H2.27 is a characteristic peak of 6H on acetone,H6.06 shows a characteristic peak of 2H on fumaric acid-HC ═ CH-H6.05 is the characteristic peak for H on the HMX ring. The intensity ratio of 6 hydrogen of 1 molecule of acetone to 2 hydrogen of 1 molecule of fumaric acid is equivalent to the molar ratio of the two components, and according to the obtained nuclear magnetic spectrum, after integral treatment, the acetone content is calculated by a formula I:
Figure BDA0002646603910000131
in the formula:
X2-the content of residual solvent acetone in the sample, expressed as mass fraction;
As-integrated area of characteristic signal peak of fumaric acid;
Ax-integrated area of acetone characteristic peak;
H s1 molecule of fumaric acid characteristic peak corresponding to the number of H on the functional group, 2;
H x1, the number of H on the functional group corresponding to the characteristic peak of the molecular acetone is 6;
Mx-acetone molecular weight, 58.08;
Msfumaric acid molecular weight, 116.07;
msmass of fumaric acid solution in g;
mass of m-beta-HMX sample in g;
Psconcentration in grams/g of fumaric acid solution.
In this example, the test data are counted according to formula i and formula ii, and the test statistics are shown in table 5, wherein the average value of 21 parallel test data is 0.006%, and the standard deviation of the test of the average value is 0.0001%.
Table 5 nmr hydrogen spectra versus acetone test and statistics table units: % (g/g)
Figure BDA0002646603910000141
Specifically, the specific process of the warm table-coulomb test comprises the following steps:
step S203, weighing 1g of sample by using a warm table sample bottle, accurately measuring the sample to 0.002g, and sealing the sample in a warm table; setting the heating temperature at 220 ℃, keeping the temperature for 10min, starting a titration switch, and correspondingly consuming 10.712 coulomb electricity by 1g of water, wherein the water content can be calculated according to the consumed electricity.
In this example, the test data are counted according to formula I and formula II, and the test statistics are shown in Table 6. The mean of 21 replicates was 0.0627%, with an experimental standard deviation of 0.0024% for the mean.
Table 6 table unit of results of bench-coulometry on trace moisture test and statistics: % (g/g)

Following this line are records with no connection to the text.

//! Headless Paranoia run.
//!
//! Usage:
//!   paranoia-sim --seed 7 --ticks 720 < script.txt
//!   paranoia-sim --config tuning.json --json < script.txt
//!   paranoia-sim --record run.json < script.txt
//!
//! The script holds one textual command per line (`suppress thermal 30`,
//! `order engineer move core`, `verify`, ...). Commands queue up until a
//! `wait N` line (or `tick`) advances the clock; blank lines and `#` comments
//! are skipped. After the script ends the run continues without commands
//! until `--ticks` have passed or an ending is reached.
//!
//! Exit status: 0 when the station survives or the tick budget runs out,
//! 2 for any other ending.

use std::io::{self, BufRead};
use std::path::PathBuf;
use std::process::ExitCode;

use anyhow::Context;
use clap::Parser;
use paranoia_engine::engine::TickReport;
use paranoia_engine::logging;
use paranoia_engine::prelude::*;

#[derive(Parser, Debug)]
#[command(name = "paranoia-sim", about = "Run the Paranoia station simulation headless")]
struct Args {
    /// Random seed.
    #[arg(long, default_value_t = 1)]
    seed: u64,

    /// Tick budget for the whole run.
    #[arg(long, default_value_t = 720)]
    ticks: u64,

    /// Engine config as JSON (partial documents fill in from the defaults).
    #[arg(long)]
    config: Option<PathBuf>,

    /// Print headlines as JSON lines instead of text.
    #[arg(long)]
    json: bool,

    /// Write a replay log (JSON) of the run to this file.
    #[arg(long)]
    record: Option<PathBuf>,

    /// Log filter used when RUST_LOG is unset.
    #[arg(long, default_value = "warn")]
    log: String,
}

/// One parsed script line.
enum Step {
    Queue(Command),
    Wait(u64),
}

fn parse_line(line: &str) -> anyhow::Result<Option<Step>> {
    let line = line.trim();
    if line.is_empty() || line.starts_with('#') {
        return Ok(None);
    }
    let mut words = line.split_whitespace();
    match words.next().map(str::to_ascii_lowercase).as_deref() {
        Some("tick") => Ok(Some(Step::Wait(1))),
        Some("wait") => {
            let n = match words.next() {
                Some(raw) => raw.parse().with_context(|| format!("bad wait count in '{line}'"))?,
                None => 1,
            };
            Ok(Some(Step::Wait(n)))
        }
        _ => Ok(Some(Step::Queue(Command::parse(line)?))),
    }
}

fn print_report(report: &TickReport, json: bool) -> anyhow::Result<()> {
    for rejection in &report.rejected {
        eprintln!(
            "[{:>5}] rejected {}: need {} cycles, have {}",
            report.tick,
            rejection.command.name(),
            rejection.needed,
            rejection.available
        );
    }
    for headline in &report.headlines {
        if json {
            println!("{}", serde_json::to_string(headline)?);
        } else {
            println!("[{:>5}] {:<8} {}", headline.tick, format!("{:?}", headline.hint), headline.text);
        }
    }
    Ok(())
}

/// The engine plus the bits of run state the script loop needs.
struct Runner {
    engine: Engine,
    /// Commands queued since the last tick, for the replay recorder.
    pending: Vec<Command>,
    recorder: Option<ReplayRecorder>,
    tick_budget: u64,
    json: bool,
}

impl Runner {
    fn queue(&mut self, cmd: Command) {
        self.pending.push(cmd.clone());
        self.engine.queue(cmd);
    }

    fn advance(&mut self, n: u64) -> anyhow::Result<()> {
        for _ in 0..n {
            if self.engine.ending().is_some() || self.engine.tick_count() >= self.tick_budget {
                break;
            }
            let commands = std::mem::take(&mut self.pending);
            if let Some(recorder) = &mut self.recorder {
                let hash = self.engine.state_hash()?;
                recorder.record_tick(self.engine.tick_count(), &commands, Some(hash))?;
            }
            let report = self.engine.tick();
            print_report(&report, self.json)?;
        }
        Ok(())
    }
}

fn main() -> anyhow::Result<ExitCode> {
    let args = Args::parse();
    logging::init(&args.log);

    let config = match &args.config {
        Some(path) => {
            let raw = std::fs::read_to_string(path)
                .with_context(|| format!("failed to read config {}", path.display()))?;
            EngineConfig::from_json(&raw)?
        }
        None => EngineConfig::default(),
    }
    .with_process_env()?;

    let engine = Engine::new(args.seed, config)?;
    let recorder = match &args.record {
        Some(_) => Some(ReplayRecorder::new(
            engine.capture_save()?,
            engine.config().checkpoint_interval,
        )),
        None => None,
    };
    let mut runner = Runner {
        engine,
        pending: Vec::new(),
        recorder,
        tick_budget: args.ticks,
        json: args.json,
    };

    for (lineno, line) in io::stdin().lock().lines().enumerate() {
        let line = line.context("failed to read script")?;
        match parse_line(&line).with_context(|| format!("script line {}", lineno + 1))? {
            Some(Step::Queue(cmd)) => runner.queue(cmd),
            Some(Step::Wait(n)) => runner.advance(n)?,
            None => {}
        }
    }
    let remaining = args.ticks.saturating_sub(runner.engine.tick_count());
    runner.advance(remaining)?;

    if let (Some(path), Some(recorder)) = (&args.record, runner.recorder.take()) {
        let log = recorder.finish();
        std::fs::write(path, serde_json::to_vec(&log)?)
            .with_context(|| format!("failed to write replay log {}", path.display()))?;
    }

    let engine = &runner.engine;
    let suspicion = engine.kernel().suspicion();
    match engine.ending() {
        Some(ending) => {
            println!("ending: {ending:?} at tick {} (suspicion {suspicion:.1})", engine.tick_count());
            Ok(if ending == Ending::Survived {
                ExitCode::SUCCESS
            } else {
                ExitCode::from(2)
            })
        }
        None => {
            println!("no ending after {} ticks (suspicion {suspicion:.1})", engine.tick_count());
            Ok(ExitCode::SUCCESS)
        }
    }
}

Figure BDA0002646603910000142
Specifically, the specific process of the liquid chromatography test comprises the following steps:
step S204, weighing about 0.01g of sample to be accurate to 0.0002g, dissolving the sample with 1ml of acetonitrile, and diluting the sample with methanol to 50ml for chromatographic analysis; liquid chromatography ultraviolet detectionWavelength of the device is selected to be 220nm, and a chromatographic column SB-C18(Φ 4.6mm × 250mm), mobile phase V (methanol): v (water) is 60: 40, the flow rate is 1mL/min, and the sample injection amount is 5 mul; and comparing the blank of the acetonitrile methanol solution with the chromatogram of the sample solution, selecting all peaks except a solvent peak for area normalization, and calculating the content of organic impurities in the beta-HMX crystal form standard substance.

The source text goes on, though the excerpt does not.